Cogroup Example - Aster Analytics

Teradata AsterĀ® Analytics Foundation User GuideUpdate 2

Product
Aster Analytics
Release Number
7.00.02
Published
September 2017
Language
English (United States)
Last Update
2018-04-17
dita:mapPath
uce1497542673292.ditamap
dita:ditavalPath
AA-notempfilter_pdf_output.ditaval
dita:id
B700-1022
lifecycle
previous
Product Category
Software

The example uses a fictional SQL-MapReduce function, attribute_sales, which accepts two partitioned inputs and two arguments.

The inputs are:
  • weblog, which contains web store logs, the source of purchase information
  • adlog, which contains ad server logs

Both inputs are partitioned on the user browser cookie.

Cogroup Example Tables

The function arguments are:
  • Clicks, which specifies the percentage of sales to attribute to clicked ads that lead to a purchase
  • Impressions, which specifies the percentage of sales to attribute to web page views that lead to a purchase

Consider the following function call:

SELECT adname, attr_revenue FROM attribute_sales (
  ON (SELECT cookie, cart_amt, adname, action
      FROM weblog
      WHERE page = 'thankyou') AS W PARTITION BY cookie
  ON adlog AS S PARTITION BY cookie
  Clicks(.8)
  Impressions(.2)
);

The following figure shows how SQL-MapReduce runs the preceding function call.
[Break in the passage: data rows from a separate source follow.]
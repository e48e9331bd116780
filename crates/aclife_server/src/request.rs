//! Per-request context: who is calling, on which route, by when.

use crate::config::ServerConfig;
use crate::deadline::Deadline;
use crate::push::OriginClient;
use crate::store::Account;
use aclife_ephemeral::RatePolicy;
use parking_lot::Mutex;
use std::fmt;
use std::net::IpAddr;
use std::sync::Arc;

/// Route groups, each with its own request budget.
#[derive(Debug, Clone, Copy, PartialEq, Eq, Hash)]
pub enum Route {
    /// Registration, login and logout.
    Auth,
    /// Calendar save and sync.
    Calendar,
    /// Account details.
    Account,
    /// Billing callbacks.
    Billing,
}

impl Route {
    /// Short lowercase name, used in rate-limit keys and logs.
    pub fn name(&self) -> &'static str {
        match self {
            Route::Auth => "auth",
            Route::Calendar => "calendar",
            Route::Account => "account",
            Route::Billing => "billing",
        }
    }

    /// The budget configured for this route.
    pub fn policy(&self, config: &ServerConfig) -> RatePolicy {
        match self {
            Route::Auth => config.auth_rate,
            Route::Calendar => config.calendar_rate,
            Route::Account => config.account_rate,
            Route::Billing => config.billing_rate,
        }
    }
}

impl fmt::Display for Route {
    fn fmt(&self, f: &mut fmt::Formatter<'_>) -> fmt::Result {
        f.write_str(self.name())
    }
}

/// Identity used for rate limiting.
#[derive(Debug, Clone, PartialEq, Eq, Hash)]
pub struct ClientKey(String);

impl ClientKey {
    /// Derives the key from the connection.
    ///
    /// Behind a trusted proxy the `X-Real-IP` header wins when it parses as an
    /// address; otherwise the peer address is used.
    pub fn from_peer(peer: IpAddr, real_ip: Option<&str>, behind_proxy: bool) -> Self {
        let forwarded = behind_proxy
            .then_some(real_ip)
            .flatten()
            .and_then(|header| header.trim().parse::<IpAddr>().ok());
        Self(forwarded.unwrap_or(peer).to_string())
    }

    /// Wraps an arbitrary key.
    pub fn new(key: impl Into<String>) -> Self {
        Self(key.into())
    }

    /// Returns the key.
    pub fn as_str(&self) -> &str {
        &self.0
    }

    /// Key for the given route's window.
    pub fn scoped(&self, route: Route) -> String {
        format!("{}:{}", route.name(), self.0)
    }
}

impl fmt::Display for ClientKey {
    fn fmt(&self, f: &mut fmt::Formatter<'_>) -> fmt::Result {
        f.write_str(&self.0)
    }
}

/// State carried through one request.
///
/// The resolved identity is cached here so later steps of the same request
/// do not hit storage again.
#[derive(Debug)]
pub struct RequestContext {
    client: ClientKey,
    deadline: Deadline,
    access_token: Option<String>,
    origin: Option<OriginClient>,
    identity: Mutex<Option<Arc<Account>>>,
}

impl RequestContext {
    /// Creates a context for an anonymous caller.
    pub fn new(client: ClientKey, deadline: Deadline) -> Self {
        Self {
            client,
            deadline,
            access_token: None,
            origin: None,
            identity: Mutex::new(None),
        }
    }

    /// Attaches the caller's access token. Empty tokens are ignored.
    #[must_use]
    pub fn with_access_token(mut self, token: impl Into<String>) -> Self {
        let token = token.into();
        self.access_token = (!token.is_empty()).then_some(token);
        self
    }

    /// Attaches the caller's instance tag, if it is a valid one.
    #[must_use]
    pub fn with_origin(mut self, tag: &str) -> Self {
        self.origin = OriginClient::parse(tag);
        self
    }

    /// Rate-limit identity.
    pub fn client(&self) -> &ClientKey {
        &self.client
    }

    /// Request deadline.
    pub fn deadline(&self) -> &Deadline {
        &self.deadline
    }

    /// Access token, if any.
    pub fn access_token(&self) -> Option<&str> {
        self.access_token.as_deref()
    }

    /// Instance tag, if any.
    pub fn origin(&self) -> Option<&OriginClient> {
        self.origin.as_ref()
    }

    pub(crate) fn cached_identity(&self) -> Option<Arc<Account>> {
        self.identity.lock().clone()
    }

    pub(crate) fn cache_identity(&self, account: Option<Arc<Account>>) {
        *self.identity.lock() = account;
    }
}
How a SQL-MapReduce Function Performs a Cogroup

SQL-MapReduce cogroups the two inputs before the function operates on them. Conceptually, the cogroup operation has these steps:

  1. Group each input data set according to the cookie attribute specified in the PARTITION BY clauses.

    Form a cogroup tuple for each unique resulting group. The tuple is composed of the cookie value that identifies the group and a nested relation that contains all values from both the weblog and adlog inputs that belong to the group.

    The middle box in the preceding figure shows the result of the cogroup operation.

  2. Invoke the attribute_sales function for each cogroup tuple.

    Each invocation processes the nested relation, treating it as a single row, and then attributes the sales revenue to the appropriate advertisements.

    The bottom box in the preceding figure shows the output of the attribute_sales function.

The cogroup result includes a tuple for the DDDD cookie, although there is no corresponding group in the adlog data set. The reason is that the grouping operation performs an outer join, causing cogroup tuples that have empty groups for certain attributes to be included in the cogroup output.